▸ **DATASET EXTRACT**
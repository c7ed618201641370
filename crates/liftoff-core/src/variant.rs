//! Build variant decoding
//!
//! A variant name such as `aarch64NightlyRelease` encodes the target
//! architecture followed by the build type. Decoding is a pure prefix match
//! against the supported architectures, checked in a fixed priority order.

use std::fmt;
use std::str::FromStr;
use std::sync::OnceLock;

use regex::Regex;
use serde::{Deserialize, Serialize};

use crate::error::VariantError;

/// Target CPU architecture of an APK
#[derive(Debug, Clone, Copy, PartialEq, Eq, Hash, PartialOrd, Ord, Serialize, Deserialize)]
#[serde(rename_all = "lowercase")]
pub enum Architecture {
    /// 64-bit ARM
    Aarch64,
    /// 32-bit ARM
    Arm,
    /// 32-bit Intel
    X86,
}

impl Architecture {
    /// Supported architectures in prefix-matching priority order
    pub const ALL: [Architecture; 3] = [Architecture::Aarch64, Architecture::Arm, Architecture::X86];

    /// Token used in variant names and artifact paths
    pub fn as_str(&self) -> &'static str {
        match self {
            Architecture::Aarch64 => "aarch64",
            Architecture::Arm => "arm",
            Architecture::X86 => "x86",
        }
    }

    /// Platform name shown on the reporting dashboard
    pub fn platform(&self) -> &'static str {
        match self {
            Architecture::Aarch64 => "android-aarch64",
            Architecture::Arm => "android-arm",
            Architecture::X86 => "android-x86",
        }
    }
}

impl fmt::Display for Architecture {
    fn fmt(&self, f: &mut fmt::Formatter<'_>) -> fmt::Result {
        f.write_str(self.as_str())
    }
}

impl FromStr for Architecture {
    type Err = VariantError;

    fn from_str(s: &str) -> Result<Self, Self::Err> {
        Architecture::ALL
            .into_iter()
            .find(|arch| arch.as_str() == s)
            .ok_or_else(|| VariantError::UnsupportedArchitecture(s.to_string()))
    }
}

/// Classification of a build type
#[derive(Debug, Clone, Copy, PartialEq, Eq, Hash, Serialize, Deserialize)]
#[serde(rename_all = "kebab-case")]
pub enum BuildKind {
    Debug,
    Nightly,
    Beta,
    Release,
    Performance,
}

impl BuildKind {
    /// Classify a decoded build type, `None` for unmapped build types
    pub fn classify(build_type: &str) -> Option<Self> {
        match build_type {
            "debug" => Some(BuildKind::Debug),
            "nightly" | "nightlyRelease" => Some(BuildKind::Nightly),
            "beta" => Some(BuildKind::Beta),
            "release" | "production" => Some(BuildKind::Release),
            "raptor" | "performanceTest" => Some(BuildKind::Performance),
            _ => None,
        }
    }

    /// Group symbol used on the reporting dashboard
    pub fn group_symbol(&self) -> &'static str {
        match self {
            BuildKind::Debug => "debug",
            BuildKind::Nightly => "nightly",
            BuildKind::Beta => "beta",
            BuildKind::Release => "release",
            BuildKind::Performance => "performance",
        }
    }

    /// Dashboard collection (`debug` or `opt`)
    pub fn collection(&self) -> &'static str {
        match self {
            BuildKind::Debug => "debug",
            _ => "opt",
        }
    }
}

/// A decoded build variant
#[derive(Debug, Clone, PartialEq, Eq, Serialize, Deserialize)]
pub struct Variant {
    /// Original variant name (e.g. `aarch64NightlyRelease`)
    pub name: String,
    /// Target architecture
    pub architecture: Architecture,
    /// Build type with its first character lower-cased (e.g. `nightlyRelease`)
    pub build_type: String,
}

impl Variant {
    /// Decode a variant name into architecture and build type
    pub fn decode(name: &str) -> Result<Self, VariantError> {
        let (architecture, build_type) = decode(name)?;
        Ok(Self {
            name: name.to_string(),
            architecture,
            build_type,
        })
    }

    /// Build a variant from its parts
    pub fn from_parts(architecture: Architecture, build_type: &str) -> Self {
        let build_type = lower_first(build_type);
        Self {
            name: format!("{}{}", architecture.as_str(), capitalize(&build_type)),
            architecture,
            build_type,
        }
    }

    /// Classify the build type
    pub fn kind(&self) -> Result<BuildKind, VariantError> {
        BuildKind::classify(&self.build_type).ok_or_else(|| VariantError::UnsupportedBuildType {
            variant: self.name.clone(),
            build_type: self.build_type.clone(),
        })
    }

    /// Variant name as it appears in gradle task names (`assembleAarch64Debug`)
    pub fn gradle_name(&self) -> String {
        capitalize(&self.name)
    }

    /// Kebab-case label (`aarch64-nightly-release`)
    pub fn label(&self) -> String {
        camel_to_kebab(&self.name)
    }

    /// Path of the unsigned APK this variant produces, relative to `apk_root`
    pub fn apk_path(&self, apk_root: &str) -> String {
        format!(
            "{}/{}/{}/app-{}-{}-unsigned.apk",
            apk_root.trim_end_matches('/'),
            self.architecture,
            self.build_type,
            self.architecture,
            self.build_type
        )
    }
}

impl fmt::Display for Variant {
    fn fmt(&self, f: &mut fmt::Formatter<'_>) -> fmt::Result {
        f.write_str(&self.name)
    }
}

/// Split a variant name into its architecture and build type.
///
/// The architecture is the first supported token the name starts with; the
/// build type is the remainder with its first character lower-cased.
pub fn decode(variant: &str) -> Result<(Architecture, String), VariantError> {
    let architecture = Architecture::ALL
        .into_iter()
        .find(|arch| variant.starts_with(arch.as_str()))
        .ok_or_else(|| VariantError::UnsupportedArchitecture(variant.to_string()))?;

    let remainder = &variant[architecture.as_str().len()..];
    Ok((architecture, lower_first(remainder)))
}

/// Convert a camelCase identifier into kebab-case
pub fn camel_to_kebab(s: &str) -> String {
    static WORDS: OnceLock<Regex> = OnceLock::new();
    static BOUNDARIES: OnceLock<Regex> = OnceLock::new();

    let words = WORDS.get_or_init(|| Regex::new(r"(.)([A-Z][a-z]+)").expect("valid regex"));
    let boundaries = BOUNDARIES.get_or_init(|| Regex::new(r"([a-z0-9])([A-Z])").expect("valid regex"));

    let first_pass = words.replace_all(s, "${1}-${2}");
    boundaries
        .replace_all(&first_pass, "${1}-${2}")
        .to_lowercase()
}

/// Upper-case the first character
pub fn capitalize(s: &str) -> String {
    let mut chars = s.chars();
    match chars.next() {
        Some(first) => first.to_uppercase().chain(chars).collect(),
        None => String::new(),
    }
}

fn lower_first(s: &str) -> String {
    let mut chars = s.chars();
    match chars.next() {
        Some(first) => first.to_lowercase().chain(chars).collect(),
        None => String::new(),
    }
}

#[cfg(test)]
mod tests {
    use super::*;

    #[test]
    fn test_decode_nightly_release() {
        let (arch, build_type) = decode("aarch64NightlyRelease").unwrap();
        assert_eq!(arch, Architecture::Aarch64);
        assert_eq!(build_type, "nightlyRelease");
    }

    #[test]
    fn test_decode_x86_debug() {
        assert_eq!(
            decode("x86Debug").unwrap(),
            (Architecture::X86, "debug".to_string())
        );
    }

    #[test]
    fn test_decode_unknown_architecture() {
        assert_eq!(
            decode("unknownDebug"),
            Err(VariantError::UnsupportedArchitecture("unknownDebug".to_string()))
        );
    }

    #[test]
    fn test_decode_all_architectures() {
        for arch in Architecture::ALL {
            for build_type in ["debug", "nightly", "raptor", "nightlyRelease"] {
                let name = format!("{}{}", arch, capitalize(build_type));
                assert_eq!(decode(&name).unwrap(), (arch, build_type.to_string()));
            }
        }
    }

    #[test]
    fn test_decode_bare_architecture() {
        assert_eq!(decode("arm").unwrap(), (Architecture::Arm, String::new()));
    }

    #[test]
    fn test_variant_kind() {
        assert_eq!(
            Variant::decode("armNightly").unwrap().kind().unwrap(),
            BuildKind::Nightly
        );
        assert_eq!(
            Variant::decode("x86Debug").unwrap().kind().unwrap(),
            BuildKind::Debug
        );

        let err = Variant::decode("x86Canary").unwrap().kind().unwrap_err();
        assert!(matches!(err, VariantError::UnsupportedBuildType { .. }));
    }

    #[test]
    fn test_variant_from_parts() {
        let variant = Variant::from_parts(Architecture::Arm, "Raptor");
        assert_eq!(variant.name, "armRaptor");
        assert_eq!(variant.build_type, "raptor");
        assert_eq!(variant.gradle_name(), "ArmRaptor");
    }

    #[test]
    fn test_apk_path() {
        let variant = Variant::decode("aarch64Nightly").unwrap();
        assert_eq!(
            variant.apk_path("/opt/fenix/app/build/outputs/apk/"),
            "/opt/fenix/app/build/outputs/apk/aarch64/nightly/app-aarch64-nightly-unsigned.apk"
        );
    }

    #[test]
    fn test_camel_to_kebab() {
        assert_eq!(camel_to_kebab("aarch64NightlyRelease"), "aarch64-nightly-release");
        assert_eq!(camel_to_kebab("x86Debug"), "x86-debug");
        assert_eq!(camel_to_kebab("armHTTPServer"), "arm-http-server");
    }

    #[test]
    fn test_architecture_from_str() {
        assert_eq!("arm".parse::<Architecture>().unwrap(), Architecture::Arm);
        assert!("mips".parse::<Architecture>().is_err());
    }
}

▸ **PROMPT**
Show every line above in which the word "static" occurs.

▸ **WRITTEN RESPONSE**
    pub fn as_str(&self) -> &'static str {
    pub fn platform(&self) -> &'static str {
    pub fn group_symbol(&self) -> &'static str {
    pub fn collection(&self) -> &'static str {
    static WORDS: OnceLock<Regex> = OnceLock::new();
    static BOUNDARIES: OnceLock<Regex> = OnceLock::new();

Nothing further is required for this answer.